#### Task requirements:
Please copy every line of the data in which the string "match" appears.

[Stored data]
===

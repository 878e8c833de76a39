//! Decision Engine
//!
//! Selects the next topic from the evidence of a turn. A topic is eligible
//! when every one of its conditions holds. Eligible topics are ranked by:
//! 1. Priority: the highest priority among its conditions
//! 2. Intent confidence, for topics with an intent-referencing condition
//! 3. Registration order
//!
//! With no eligible topic the conversation stays where it is.

use serde::Serialize;
use std::cmp::Ordering;
use std::sync::Arc;

use bot_nlu_core::{Evidence, NluError, Topic};

use crate::conditions::ConditionRegistry;

/// What the dialog executor should do after a turn
#[derive(Debug, Clone, PartialEq, Serialize)]
#[serde(tag = "action", rename_all = "snake_case")]
pub enum TopicDecision {
    /// Move the conversation to `topic`
    ChangeTopic { topic: String },
    /// Keep the current topic, if any
    NoChange { current: Option<String> },
}

/// An eligible topic and its ranking keys
#[derive(Debug, Clone, PartialEq, Serialize)]
pub struct RankedTopic {
    pub topic: String,
    pub priority: i32,
    /// Set when one of the topic's conditions references the intent
    pub intent_confidence: Option<f32>,
    /// Registration order
    pub order: usize,
}

/// Why a topic was not eligible
#[derive(Debug, Clone, PartialEq, Serialize)]
pub struct RejectedTopic {
    pub topic: String,
    /// First condition that did not hold; `None` for a topic without conditions
    pub condition: Option<String>,
    /// Set when the condition failed rather than evaluating to false
    pub error: Option<String>,
}

/// Outcome of resolving one turn
#[derive(Debug, Clone, PartialEq, Serialize)]
pub struct Resolution {
    pub decision: TopicDecision,
    /// Eligible topics, best first
    pub ranked: Vec<RankedTopic>,
    pub rejected: Vec<RejectedTopic>,
}

impl Resolution {
    /// Topic to change to, if any
    pub fn selected(&self) -> Option<&str> {
        match &self.decision {
            TopicDecision::ChangeTopic { topic } => Some(topic),
            TopicDecision::NoChange { .. } => None,
        }
    }

    /// Rejections caused by failing conditions
    pub fn failures(&self) -> impl Iterator<Item = &RejectedTopic> {
        self.rejected.iter().filter(|r| r.error.is_some())
    }
}

/// Topic resolver over a condition registry
#[derive(Clone)]
pub struct DecisionEngine {
    conditions: Arc<ConditionRegistry>,
}

impl DecisionEngine {
    pub fn new(conditions: Arc<ConditionRegistry>) -> Self {
        Self { conditions }
    }

    pub fn conditions(&self) -> &Arc<ConditionRegistry> {
        &self.conditions
    }

    /// Resolve the next topic. Never fails: a condition that errors makes
    /// its topic ineligible and is reported in `rejected`.
    pub fn resolve(&self, topics: &[Topic], evidence: &Evidence) -> Resolution {
        let mut ranked = Vec::new();
        let mut rejected = Vec::new();

        for (order, topic) in topics.iter().enumerate() {
            match self.check(topic, evidence) {
                Ok(()) => ranked.push(self.rank(topic, order, evidence)),
                Err(rejection) => rejected.push(rejection),
            }
        }

        ranked.sort_by(compare_ranked);

        let current = evidence.context.current_topic.clone();
        let decision = match ranked.first() {
            Some(best) if current.as_deref() != Some(best.topic.as_str()) => {
                TopicDecision::ChangeTopic {
                    topic: best.topic.clone(),
                }
            }
            _ => TopicDecision::NoChange { current },
        };

        tracing::debug!(
            eligible = ranked.len(),
            rejected = rejected.len(),
            decision = ?decision,
            "Resolved topic"
        );

        Resolution {
            decision,
            ranked,
            rejected,
        }
    }

    fn check(&self, topic: &Topic, evidence: &Evidence) -> Result<(), RejectedTopic> {
        if topic.conditions.is_empty() {
            return Err(RejectedTopic {
                topic: topic.name.clone(),
                condition: None,
                error: None,
            });
        }

        for spec in &topic.conditions {
            match self.conditions.evaluate(spec, evidence) {
                Ok(true) => {}
                Ok(false) => {
                    return Err(RejectedTopic {
                        topic: topic.name.clone(),
                        condition: Some(spec.kind.clone()),
                        error: None,
                    })
                }
                Err(e) => {
                    log_failure(&topic.name, &e);
                    return Err(RejectedTopic {
                        topic: topic.name.clone(),
                        condition: Some(spec.kind.clone()),
                        error: Some(e.to_string()),
                    });
                }
            }
        }
        Ok(())
    }

    fn rank(&self, topic: &Topic, order: usize, evidence: &Evidence) -> RankedTopic {
        let priority = topic
            .conditions
            .iter()
            .filter_map(|spec| self.conditions.priority_of(spec))
            .max()
            .unwrap_or(0);
        let references_intent = topic
            .conditions
            .iter()
            .any(|spec| self.conditions.references_intent(&spec.kind));

        RankedTopic {
            topic: topic.name.clone(),
            priority,
            intent_confidence: references_intent.then(|| evidence.intent_confidence()),
            order,
        }
    }
}

/// Priority desc, then intent confidence desc (referencing topics first),
/// then registration order
fn compare_ranked(a: &RankedTopic, b: &RankedTopic) -> Ordering {
    b.priority
        .cmp(&a.priority)
        .then_with(|| match (a.intent_confidence, b.intent_confidence) {
            (Some(x), Some(y)) => y.total_cmp(&x),
            (Some(_), None) => Ordering::Less,
            (None, Some(_)) => Ordering::Greater,
            (None, None) => Ordering::Equal,
        })
        .then_with(|| a.order.cmp(&b.order))
}

fn log_failure(topic: &str, error: &NluError) {
    metrics::counter!("bot_nlu_condition_failures_total").increment(1);
    tracing::warn!(topic, error = %error, "Condition failed, topic not eligible");
}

===

#### Task response:
        match &self.decision {
            match self.check(topic, evidence) {
        let decision = match ranked.first() {
            match self.conditions.evaluate(spec, evidence) {
        .then_with(|| match (a.intent_confidence, b.intent_confidence) {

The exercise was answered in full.